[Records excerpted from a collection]
************

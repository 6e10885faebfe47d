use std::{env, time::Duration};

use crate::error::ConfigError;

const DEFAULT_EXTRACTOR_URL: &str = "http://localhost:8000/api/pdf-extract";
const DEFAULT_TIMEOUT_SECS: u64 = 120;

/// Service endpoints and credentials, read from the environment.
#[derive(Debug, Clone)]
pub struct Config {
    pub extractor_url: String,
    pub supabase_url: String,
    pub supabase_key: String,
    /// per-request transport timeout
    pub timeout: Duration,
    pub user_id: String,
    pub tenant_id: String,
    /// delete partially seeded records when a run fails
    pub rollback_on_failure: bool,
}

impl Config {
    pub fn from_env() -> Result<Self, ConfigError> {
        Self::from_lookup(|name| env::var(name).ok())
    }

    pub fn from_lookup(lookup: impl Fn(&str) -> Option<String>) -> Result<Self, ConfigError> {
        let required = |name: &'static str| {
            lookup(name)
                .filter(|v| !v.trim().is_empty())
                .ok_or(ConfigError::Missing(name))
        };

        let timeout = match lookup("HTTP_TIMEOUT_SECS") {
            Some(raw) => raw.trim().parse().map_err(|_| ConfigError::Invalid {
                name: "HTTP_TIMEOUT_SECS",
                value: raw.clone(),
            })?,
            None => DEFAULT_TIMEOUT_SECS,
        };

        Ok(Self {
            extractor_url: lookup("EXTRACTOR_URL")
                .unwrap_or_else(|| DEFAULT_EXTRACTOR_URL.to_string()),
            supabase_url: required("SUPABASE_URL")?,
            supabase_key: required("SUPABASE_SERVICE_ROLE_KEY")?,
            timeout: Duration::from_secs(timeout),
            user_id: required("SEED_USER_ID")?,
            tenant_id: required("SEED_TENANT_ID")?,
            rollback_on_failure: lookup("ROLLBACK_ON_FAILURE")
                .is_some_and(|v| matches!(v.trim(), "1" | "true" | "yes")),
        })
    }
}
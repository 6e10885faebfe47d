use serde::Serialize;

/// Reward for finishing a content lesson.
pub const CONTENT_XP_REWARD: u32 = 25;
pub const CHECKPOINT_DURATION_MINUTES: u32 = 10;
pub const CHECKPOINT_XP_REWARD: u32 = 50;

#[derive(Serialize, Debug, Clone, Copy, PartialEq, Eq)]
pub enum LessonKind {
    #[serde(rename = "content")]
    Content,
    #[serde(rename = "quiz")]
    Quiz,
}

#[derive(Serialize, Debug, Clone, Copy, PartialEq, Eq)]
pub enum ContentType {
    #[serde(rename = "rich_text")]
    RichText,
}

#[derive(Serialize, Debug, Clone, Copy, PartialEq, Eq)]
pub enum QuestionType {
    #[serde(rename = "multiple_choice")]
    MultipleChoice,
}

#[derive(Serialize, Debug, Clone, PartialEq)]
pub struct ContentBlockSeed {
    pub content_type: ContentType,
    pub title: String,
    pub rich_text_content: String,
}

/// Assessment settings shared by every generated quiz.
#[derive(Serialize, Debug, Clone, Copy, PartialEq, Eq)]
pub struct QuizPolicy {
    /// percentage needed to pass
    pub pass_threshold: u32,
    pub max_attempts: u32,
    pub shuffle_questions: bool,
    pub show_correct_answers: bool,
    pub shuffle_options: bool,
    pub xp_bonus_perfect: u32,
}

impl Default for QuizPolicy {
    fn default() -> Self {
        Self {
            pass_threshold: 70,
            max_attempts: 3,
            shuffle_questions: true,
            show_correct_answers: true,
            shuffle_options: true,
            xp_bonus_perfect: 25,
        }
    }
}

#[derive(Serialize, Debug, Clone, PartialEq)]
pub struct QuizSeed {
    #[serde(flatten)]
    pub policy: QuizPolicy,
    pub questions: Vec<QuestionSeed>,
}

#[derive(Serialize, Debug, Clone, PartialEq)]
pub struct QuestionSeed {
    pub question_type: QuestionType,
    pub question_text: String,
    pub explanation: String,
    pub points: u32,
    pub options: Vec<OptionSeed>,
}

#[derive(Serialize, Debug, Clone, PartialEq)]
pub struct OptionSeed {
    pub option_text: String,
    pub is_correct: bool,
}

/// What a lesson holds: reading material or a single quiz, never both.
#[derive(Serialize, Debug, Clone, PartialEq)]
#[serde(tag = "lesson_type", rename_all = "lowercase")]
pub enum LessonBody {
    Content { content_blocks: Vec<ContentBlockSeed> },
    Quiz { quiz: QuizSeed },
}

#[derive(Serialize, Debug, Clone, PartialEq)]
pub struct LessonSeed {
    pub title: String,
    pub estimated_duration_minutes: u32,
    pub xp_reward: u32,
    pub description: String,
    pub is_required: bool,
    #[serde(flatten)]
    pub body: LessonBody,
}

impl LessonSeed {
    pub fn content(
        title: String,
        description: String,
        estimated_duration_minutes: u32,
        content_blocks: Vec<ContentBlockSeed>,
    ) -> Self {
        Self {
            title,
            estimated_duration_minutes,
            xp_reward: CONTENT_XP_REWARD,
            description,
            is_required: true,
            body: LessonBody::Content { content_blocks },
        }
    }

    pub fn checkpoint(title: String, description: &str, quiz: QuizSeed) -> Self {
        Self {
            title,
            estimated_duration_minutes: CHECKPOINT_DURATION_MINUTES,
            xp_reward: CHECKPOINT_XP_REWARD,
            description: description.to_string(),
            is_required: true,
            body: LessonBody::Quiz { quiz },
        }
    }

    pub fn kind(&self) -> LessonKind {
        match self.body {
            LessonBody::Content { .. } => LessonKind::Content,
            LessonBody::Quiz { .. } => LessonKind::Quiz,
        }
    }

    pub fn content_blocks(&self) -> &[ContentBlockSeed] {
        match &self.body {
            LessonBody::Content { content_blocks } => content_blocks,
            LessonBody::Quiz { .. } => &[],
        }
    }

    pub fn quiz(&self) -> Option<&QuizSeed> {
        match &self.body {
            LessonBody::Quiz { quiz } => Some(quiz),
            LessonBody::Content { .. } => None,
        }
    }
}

************

### What to do
List the lines of the entries that include "bool".

### The answer
    pub rollback_on_failure: bool,
    pub shuffle_questions: bool,
    pub show_correct_answers: bool,
    pub shuffle_options: bool,
    pub is_correct: bool,
    pub is_required: bool,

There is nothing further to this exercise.